Ask Joff Paradise: Bitcoin Questions
Often-asked Bitcoin questions at various speaking engagements:
“What happens when the last Bitcoin is mined?”
Bitcoin mining is finite – meaning that once miners are awarded 21 million Bitcoins for solving cryptographic problems to confirm transactions, no additional Bitcoins will ever be mined. This service to make Bitcoin deflationary and, even if many are lost or forgotten, the number will never exceed 21 million. “Active” Bitcoins will be far lower than that number, and there is no way to ever determine the exact number that are active.
Bitcoins have been lost due to irrecoverable private keys, forgotten wallets from back when Bitcoin wasn’t worth what it is today, from hardware failures, or due to the death of the bitcoin owner. It is extremely improbable and basically impossible to recover lost coins. Some estimates put the total value of lost bitcoins at about $1.23 billion USD. A more recent number suggests that up to 25% of the circulating bitcoins (a little over 4 million) are “inactive”, that would be roughly $23 billion USD at the time of this post. Bitcoins can become lost if the conditions required to spend them are no longer known. If, for example, a private key written down on a piece of paper was lost, the Bitcoin could not be used. The odds of randomly finding a matching private key are generally considered to be impossible. Bitcoins can also be rendered “destroyed” by attaching conditions that make them impossible to spend.
To fully understand when the last Bitcoin will be mined, you must understand the “bitcoin halving events”. Every four years, the amount of new bitcoin that can be created and earned by miners with each new block of transactions is cut in half. This is and element of bitcoin’s predictable, transparent monetary policy, which can be verified in the source code available to everyone on the Bitcoin Core GitHub repository. 50 Bitcoins were earned for mining a block originally, which was halved to 25 in period number 2, then 12.5 last year at the beginning of period 3. There will be 34 total having events, with approximately three years to go before the miner reward is halved once again to 6.25 bitcoins. The last bitcoin, at this rate, will be mined sometime in the year 2140.
While it appears that Bitcoin miners will lose all incentive to continue as the award for doing so is decreased, one should understand that miners are also awarded transaction fees. These fees will increase substantially as Bitcoin becomes more widely utilized, and should keep the system operational. The transaction fees will replace the block reward and encourage miners to continue. All transaction fees go to the person or entity that mines the block. Currently, the average fee is about $2 USD.
Is Bitcoin Deflationary?
A bitcoin question asked by many involves its deflationary property. Bitcoin is inherently deflationary as a currency due to its hard cap at 21 million — or at least it will be deflationary, when that cap is finally hit. Inflation occurs when the price of goods and services rise, while deflation occurs when those prices decrease. Because the monetary base of Bitcoins cannot be expanded, some economists argue that the currency would be subject to severe deflation if it becomes widely used.

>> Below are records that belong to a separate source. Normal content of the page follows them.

//! Per-(tenant, service) circuit breaker.
//!
//! Gates outbound calls so a failing downstream is not hammered while it is
//! down. Each (tenant, service) pair owns one breaker record in the shared
//! state store; cooldowns are absolute timestamps compared against the
//! injected clock, never relative sleeps.
//!
//! # State machine
//!
//! ```text
//! CLOSED    --failure_count >= threshold--> OPEN
//! OPEN      --now >= cooldown_until-------> HALF_OPEN (on next is_allowed)
//! HALF_OPEN --success--------------------> CLOSED
//! HALF_OPEN --failure--------------------> OPEN (cooldown restarts)
//! ```
//!
//! No transition errors: `is_allowed` returning false is flow control, not a
//! failure. Transitions persist through the store's compare-and-swap, so
//! concurrent workers racing on the same record collapse to one winner and
//! the losers recompute against the fresh state.

use std::{sync::Arc, time::Duration};

use tillgate_core::{
    events::{CircuitClosedEvent, CircuitOpenedEvent},
    models::{
        BreakerKey, BreakerState, CircuitState, ServiceName, TenantId, DEFAULT_FAILURE_THRESHOLD,
        DEFAULT_RESET_TIMEOUT_SECONDS,
    },
    Clock, EventHandler, ResilienceEvent,
};

use crate::store::BreakerStore;

/// Circuit breaker configuration applied to newly created breaker records.
#[derive(Debug, Clone, PartialEq, serde::Serialize, serde::Deserialize)]
pub struct CircuitConfig {
    /// Failures required before a closed breaker opens.
    pub failure_threshold: u32,
    /// How long an open breaker blocks requests before probing.
    pub cooldown: Duration,
}

impl Default for CircuitConfig {
    fn default() -> Self {
        Self {
            failure_threshold: DEFAULT_FAILURE_THRESHOLD,
            cooldown: Duration::from_secs(DEFAULT_RESET_TIMEOUT_SECONDS),
        }
    }
}

/// Circuit breaker over a shared state store.
///
/// Clones of the underlying store share state, so every worker process
/// holding a `CircuitBreaker` over the same store observes the same
/// transitions.
#[derive(Debug)]
pub struct CircuitBreaker {
    config: CircuitConfig,
    store: Arc<dyn BreakerStore>,
    clock: Arc<dyn Clock>,
    events: Arc<dyn EventHandler>,
}

impl CircuitBreaker {
    /// Creates a breaker over the given store, clock and event handler.
    pub fn new(
        config: CircuitConfig,
        store: Arc<dyn BreakerStore>,
        clock: Arc<dyn Clock>,
        events: Arc<dyn EventHandler>,
    ) -> Self {
        Self { config, store, clock, events }
    }

    /// Returns the breaker record for a (tenant, service) pair, creating it
    /// with defaults (closed, zero failures) on first reference.
    pub async fn for_service(&self, service: &ServiceName, tenant_id: TenantId) -> BreakerState {
        let key = BreakerKey::new(tenant_id, service.clone());
        self.store.load_or_insert(&key, self.default_state()).await.value
    }

    /// Decides whether a call for this key may proceed.
    ///
    /// Closed and half-open breakers allow the call. An open breaker allows
    /// it only once the cooldown has expired, transitioning to half-open so
    /// the next outcome decides between closing and reopening.
    pub async fn is_allowed(&self, key: &BreakerKey) -> bool {
        loop {
            let current = self.store.load_or_insert(key, self.default_state()).await;

            match current.value.state {
                CircuitState::Closed | CircuitState::HalfOpen => return true,
                CircuitState::Open => {
                    let now = self.clock.now();
                    let expired = current.value.cooldown_until.is_some_and(|until| now >= until);
                    if !expired {
                        return false;
                    }

                    let mut next = current.value.clone();
                    next.state = CircuitState::HalfOpen;

                    if self.store.compare_and_swap(key, current.version, next).await {
                        tracing::info!(breaker = %key, "circuit breaker half-open, probing");
                        return true;
                    }
                    // Lost the transition race; re-read and re-decide
                },
            }
        }
    }

    /// Records a failed call outcome.
    ///
    /// Increments the failure count. A half-open failure reopens immediately
    /// with a fresh cooldown; a closed breaker opens once the count reaches
    /// the threshold, incrementing the lifetime trip counter.
    pub async fn record_failure(&self, key: &BreakerKey) {
        loop {
            let current = self.store.load_or_insert(key, self.default_state()).await;
            let now = self.clock.now();

            let mut next = current.value.clone();
            next.failure_count = next.failure_count.saturating_add(1);

            let mut opened = false;
            match current.value.state {
                CircuitState::HalfOpen => {
                    // Probe failed: straight back to open, no threshold needed
                    next.state = CircuitState::Open;
                    next.opened_at = Some(now);
                    next.cooldown_until = Some(now + next.reset_timeout());
                    opened = true;
                },
                CircuitState::Closed if next.failure_count >= next.failure_threshold => {
                    next.state = CircuitState::Open;
                    next.opened_at = Some(now);
                    next.cooldown_until = Some(now + next.reset_timeout());
                    next.trip_count += 1;
                    opened = true;
                },
                CircuitState::Closed | CircuitState::Open => {},
            }

            let snapshot = next.clone();
            if self.store.compare_and_swap(key, current.version, next).await {
                if opened {
                    tracing::warn!(
                        breaker = %key,
                        failure_count = snapshot.failure_count,
                        trip_count = snapshot.trip_count,
                        "circuit breaker opened"
                    );
                    if let (Some(cooldown_until), Some(opened_at)) =
                        (snapshot.cooldown_until, snapshot.opened_at)
                    {
                        self.events
                            .handle_event(ResilienceEvent::CircuitOpened(CircuitOpenedEvent {
                                key: key.clone(),
                                failure_count: snapshot.failure_count,
                                trip_count: snapshot.trip_count,
                                cooldown_until,
                                opened_at,
                            }))
                            .await;
                    }
                }
                return;
            }
        }
    }

    /// Records a successful call outcome.
    ///
    /// Resets the failure count; a half-open breaker closes.
    pub async fn record_success(&self, key: &BreakerKey) {
        loop {
            let current = self.store.load_or_insert(key, self.default_state()).await;

            let mut next = current.value.clone();
            next.failure_count = 0;

            let mut closed = false;
            match current.value.state {
                CircuitState::HalfOpen => {
                    next.state = CircuitState::Closed;
                    next.opened_at = None;
                    next.cooldown_until = None;
                    closed = true;
                },
                CircuitState::Open => {
                    tracing::warn!(breaker = %key, "success recorded for open circuit");
                },
                CircuitState::Closed => {},
            }

            if self.store.compare_and_swap(key, current.version, next).await {
                if closed {
                    tracing::info!(breaker = %key, "circuit breaker closed, downstream recovered");
                    self.events
                        .handle_event(ResilienceEvent::CircuitClosed(CircuitClosedEvent {
                            key: key.clone(),
                            closed_at: self.clock.now(),
                        }))
                        .await;
                }
                return;
            }
        }
    }

    /// Clears failure counters back to a closed breaker.
    ///
    /// Diagnostic operation; the lifetime trip counter and configured
    /// thresholds are preserved.
    pub async fn reset(&self, key: &BreakerKey) {
        loop {
            let current = self.store.load_or_insert(key, self.default_state()).await;

            let mut next = current.value.clone();
            next.state = CircuitState::Closed;
            next.failure_count = 0;
            next.opened_at = None;
            next.cooldown_until = None;

            if self.store.compare_and_swap(key, current.version, next).await {
                tracing::info!(breaker = %key, "circuit breaker reset");
                return;
            }
        }
    }

    /// Returns the breaker record for a key, if one exists.
    pub async fn status(&self, key: &BreakerKey) -> Option<BreakerState> {
        self.store.load(key).await.map(|versioned| versioned.value)
    }

    /// Returns every breaker record in the store.
    pub async fn all_status(&self) -> Vec<(BreakerKey, BreakerState)> {
        let mut statuses = Vec::new();
        for key in self.store.keys().await {
            if let Some(versioned) = self.store.load(&key).await {
                statuses.push((key, versioned.value));
            }
        }
        statuses
    }

    fn default_state(&self) -> BreakerState {
        BreakerState::new(self.config.failure_threshold, self.config.cooldown.as_secs())
    }
}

Keynesian economists argue that deflation is bad for an economy because it encourages saving money rather than investing in businesses and creating jobs. The Austrian school of thought counters this argument. This belief states that, as deflation occurs in all stages of production, entrepreneurs who invest benefit from it. As a result, profit ratios tend to stay the same and only their magnitudes change. Therefore in a deflationary environment, goods and services do decrease in price, but so does the cost of the production of these same goods and services – proportionally, so profits are not affected. Regardless of these opposing arguments, Bitcoin could survive and indeed thrive, without becoming the “coin of the realm.” It may be a mistake to view deflation or zero inflation as the idyllic, uncorrupted state of a monetary system. Money is not a natural thing, but rather a technology that society deploys to meet certain needs. A money’s strength is in its ability to meet society’s needs. If one currency is deflationary, and another is inflationary, which one would the general public rather store over the long term? Banks hate deflation because it rewards thrift and penalizes debt-holding. On the other hand, monetary inflation encourages borrowing and penalizes saving.
The last Bitcoin mining of blocks will not occur for another century or so. It is very difficult to predict how mining power will evolve in the future, as technological progress will continue to make hardware faster, or faster methods of SHA2 calculation could be discovered – so determining an exact date, or even the year, is difficult. It is equally difficult to determine how Bitcoin will evolve in the future. Will it will co-exist with other currencies primarily as a store of value, or become widely accepted and used by society predominantly? That is one of the bitcoin questions we’ll just have to wait to answer.